"Lost in the middle" describes the issue where LVLMs lose critical information from the middle of the context as its length increases. Our findings indicate that this phenomenon is associated with the gradient and attention allocation strategies employed during model training.
Dynamic High Resolution (DHR) effectively enhances the comprehension abilities of LVLMs, especially for OCR-related tasks. However, the extended context tokens resulting from this technique can induce remote decay, resulting in suboptimal performance for long-context tasks.
Our findings reveal that the input image information for the two visual pathways and the number of training steps significantly influence their balance. Inappropriate visual allocation strategies or inadequate training steps can result in suboptimal model performance.
We propose CoMemo, an architecture that employs a dual-path visual mechanism.
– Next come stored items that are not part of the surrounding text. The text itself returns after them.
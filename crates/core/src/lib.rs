//! peglint core library.
//!
//! A debounced, race-free lint pipeline for grammar playgrounds. Edits to the
//! grammar and code buffers are coalesced by a [`Debouncer`], analyzed by an
//! external [`Analyzer`] through the [`AnalysisGateway`], and turned into
//! two-stage display state by [`render`]. [`PipelineController`] ties these
//! together and maps clicked diagnostics back to source positions.

#![warn(missing_docs)]

/// Versioned in-memory editor buffers.
pub mod buffer;
/// Pipeline configuration and its JSON loader.
pub mod config;
/// The pipeline state machine.
pub mod controller;
/// Host-clocked, last-write-wins debouncing.
pub mod debounce;
/// Analyzer boundary and response decoding.
pub mod gateway;
/// Two-stage result rendering.
pub mod render;
/// Key-value persistence of buffer texts.
pub mod store;

// ── Convenience re-exports ──────────────────────────────────────────────────

pub use buffer::{Snapshot, SourceBuffer};
pub use config::{ConfigError, DEFAULT_DEBOUNCE, PipelineConfig, StorageKeys, load_config_from_str};
pub use controller::{CycleOutcome, NavigationTarget, PipelineController, PipelineState};
pub use debounce::Debouncer;
pub use gateway::{
    AnalysisError, AnalysisGateway, AnalysisResult, Analyzer, AnalyzerError, decode_response,
};
pub use render::{RenderState, StageState, render};
pub use store::{KeyValueStore, MemoryStore, StoreError};

// Diagnostics (re-exported from the diagnostics crate)
pub use peglint_diagnostics::{Diagnostic, LineIndex, Position, Stage, resolve_target};

// Hosts pass these to the controller.
pub use web_time::Instant;
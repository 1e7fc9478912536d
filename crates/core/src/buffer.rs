//! In-memory model of the two editor buffers.

use peglint_diagnostics::{LineIndex, Position, Stage};

/// A named, versioned text buffer.
///
/// The buffer is the controller's view of an editor widget: hosts mirror
/// widget edits into it with [`SourceBuffer::edit`] and apply cursor moves
/// back to the widget from [`SourceBuffer::cursor`].
#[derive(Debug, Clone, PartialEq, Eq)]
pub struct SourceBuffer {
    name: Stage,
    text: String,
    version: u64,
    cursor: Position,
    focused: bool,
}

impl SourceBuffer {
    /// Create an empty buffer at version 0.
    pub fn new(name: Stage) -> Self {
        Self {
            name,
            text: String::new(),
            version: 0,
            cursor: Position::default(),
            focused: false,
        }
    }

    /// Which buffer this is.
    pub fn name(&self) -> Stage {
        self.name
    }

    /// Current text.
    pub fn text(&self) -> &str {
        &self.text
    }

    /// Edit counter. Increases by one on every [`SourceBuffer::edit`].
    pub fn version(&self) -> u64 {
        self.version
    }

    /// Current 0-based cursor position, as last navigated to.
    pub fn cursor(&self) -> Position {
        self.cursor
    }

    /// Whether the buffer was focused by the last navigation.
    pub fn is_focused(&self) -> bool {
        self.focused
    }

    /// Restore persisted text at startup.
    ///
    /// Moves the cursor to the origin and does not count as an edit.
    pub fn load(&mut self, text: impl Into<String>) {
        self.text = text.into();
        self.cursor = Position::default();
    }

    /// Replace the text, bumping the version even when the text is unchanged.
    pub fn edit(&mut self, text: impl Into<String>) -> u64 {
        self.text = text.into();
        self.version += 1;
        self.version
    }

    /// Move the cursor to a 0-based position. Not bounds-checked.
    pub fn navigate_to(&mut self, target: Position) {
        self.cursor = target;
    }

    /// Give this buffer input focus.
    pub fn focus(&mut self) {
        self.focused = true;
    }

    /// Drop input focus.
    pub fn blur(&mut self) {
        self.focused = false;
    }

    /// Byte offset of the cursor, clamped into the text.
    pub fn cursor_offset(&self) -> usize {
        LineIndex::new(&self.text).offset(
            &self.text,
            self.cursor.line as usize,
            self.cursor.column as usize,
        )
    }
}

/// Consistent copy of both buffers taken at the start of an analysis cycle.
#[derive(Debug, Clone, PartialEq, Eq)]
pub struct Snapshot {
    /// Grammar text.
    pub grammar: String,
    /// Code text.
    pub code: String,
    /// Grammar buffer version at snapshot time.
    pub grammar_version: u64,
    /// Code buffer version at snapshot time.
    pub code_version: u64,
}

impl Snapshot {
    /// Capture both buffers.
    pub fn capture(grammar: &SourceBuffer, code: &SourceBuffer) -> Self {
        Self {
            grammar: grammar.text().to_owned(),
            code: code.text().to_owned(),
            grammar_version: grammar.version(),
            code_version: code.version(),
        }
    }
}
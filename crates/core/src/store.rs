//! Key-value persistence for buffer texts.

use std::collections::BTreeMap;

use thiserror::Error;

/// Writing to a store failed.
#[non_exhaustive]
#[derive(Debug, Error)]
pub enum StoreError {
    /// The backing medium could not be written.
    #[error("failed to write '{key}': {source}")]
    Write {
        /// Key being written.
        key: String,
        /// Underlying failure.
        #[source]
        source: Box<dyn std::error::Error + Send + Sync>,
    },

    /// The store rejected the value (quota, permissions, ...).
    #[error("store rejected '{key}': {reason}")]
    Rejected {
        /// Key being written.
        key: String,
        /// Reason reported by the store.
        reason: String,
    },
}

/// String-to-string storage the controller persists buffers into.
pub trait KeyValueStore {
    /// Read a value; `None` when the key was never written.
    fn get(&self, key: &str) -> Option<String>;

    /// Write a value, replacing any previous one.
    fn set(&mut self, key: &str, value: &str) -> Result<(), StoreError>;
}

/// A store that lives only as long as the process.
#[derive(Debug, Clone, Default, PartialEq, Eq)]
pub struct MemoryStore {
    entries: BTreeMap<String, String>,
}

impl MemoryStore {
    /// An empty store.
    pub fn new() -> Self {
        Self::default()
    }

    /// A store pre-populated with `entries`.
    pub fn with_entries<K, V>(entries: impl IntoIterator<Item = (K, V)>) -> Self
    where
        K: Into<String>,
        V: Into<String>,
    {
        Self {
            entries: entries
                .into_iter()
                .map(|(k, v)| (k.into(), v.into()))
                .collect(),
        }
    }

    /// Number of stored keys.
    pub fn len(&self) -> usize {
        self.entries.len()
    }

    /// Whether nothing has been stored.
    pub fn is_empty(&self) -> bool {
        self.entries.is_empty()
    }
}

impl KeyValueStore for MemoryStore {
    fn get(&self, key: &str) -> Option<String> {
        self.entries.get(key).cloned()
    }

    fn set(&mut self, key: &str, value: &str) -> Result<(), StoreError> {
        self.entries.insert(key.to_owned(), value.to_owned());
        Ok(())
    }
}

impl<S: KeyValueStore + ?Sized> KeyValueStore for &mut S {
    fn get(&self, key: &str) -> Option<String> {
        (**self).get(key)
    }

    fn set(&mut self, key: &str, value: &str) -> Result<(), StoreError> {
        (**self).set(key, value)
    }
}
One path, the context path, integrates textual context for contextual reasoning, while the other, the memory path, maintains continuous focus on visual information. Additionally, we introduce RoPE-DHR, a compression-based positional encoding scheme that preserves the two-dimensional information of images. To balance the dual paths, we propose a three-stage training strategy.
To comprehensively evaluate CoMemo, we conducted experiments under the same model size (2B parameters) and training data size (InternVL2’s training data) settings. We selected benchmarks for the following tasks: Caption, Long-Context, Long Generation, Multi-Image, Math, General VQA, and OCR.